Customizing antiangiogenesis therapy toward vessel normalization results in a long-term glioma growth control

Antiangiogenesis is traditionally targeted to reach the regression of tumor vasculature. Alternatively, antiangiogenesis can be targeted to reach vessel normalization. This needs a careful administration of antivascular agents by tailoring the treatment regimen according to the tumor type and growth behavior. In this work, we investigated whether long-term vessel normalization could be maintained by carefully tailoring the administration of antivascular agents to the occurrence of their therapeutic window toward vessel normalization at a certain stage of tumor progression. We also investigated whether tailored antiangiogenesis therapy results in therapeutic benefit.

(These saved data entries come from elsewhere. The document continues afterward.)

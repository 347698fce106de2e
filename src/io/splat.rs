use std::io::ErrorKind;

use crate::splat::{
    buffer::SplatBuffer,
    packed::ATTRIBUTE_STRIDE,
};


/// Decodes a raw `.splat` file: back to back packed records, no SH.
pub fn parse_splat(bytes: Vec<u8>) -> Result<SplatBuffer, std::io::Error> {
    if bytes.len() % ATTRIBUTE_STRIDE != 0 {
        return Err(std::io::Error::new(
            ErrorKind::InvalidData,
            format!(
                ".splat payload of {} bytes is not a multiple of {ATTRIBUTE_STRIDE}",
                bytes.len(),
            ),
        ));
    }

    let splat_count = u32::try_from(bytes.len() / ATTRIBUTE_STRIDE)
        .map_err(|err| std::io::Error::new(ErrorKind::InvalidData, err))?;

    Ok(SplatBuffer {
        splat_count,
        attribute_data: bytes,
        ..Default::default()
    })
}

In an initial set of experiments, we studied the changes in glioma vasculature in the U87 glioma model in nude mice during the various phases of neoplastic development, specifically looking for those that characterize glioma vasculature at different stages of its progression. Secondly, we investigated the efficacy of the administration of known inhibitors of angiogenesis on gliomas at early and late phases of developments, determining foreach inhibitor its therapeutic window toward vessel normalization when administered at a certain stage of tumor progression. Furthermore, we designed tailored schemes of treatment in which the inhibitors were sequentially administered alone or in combination according to their therapeutic windows established at a certain stage of tumor progression. Our findings indicate that by the strategy of carefully tailoring the administration of antiangiogenic agents, it is possible to maintain a long-term status of vessel architecture normalization, and that this results in long-term tumor growth control.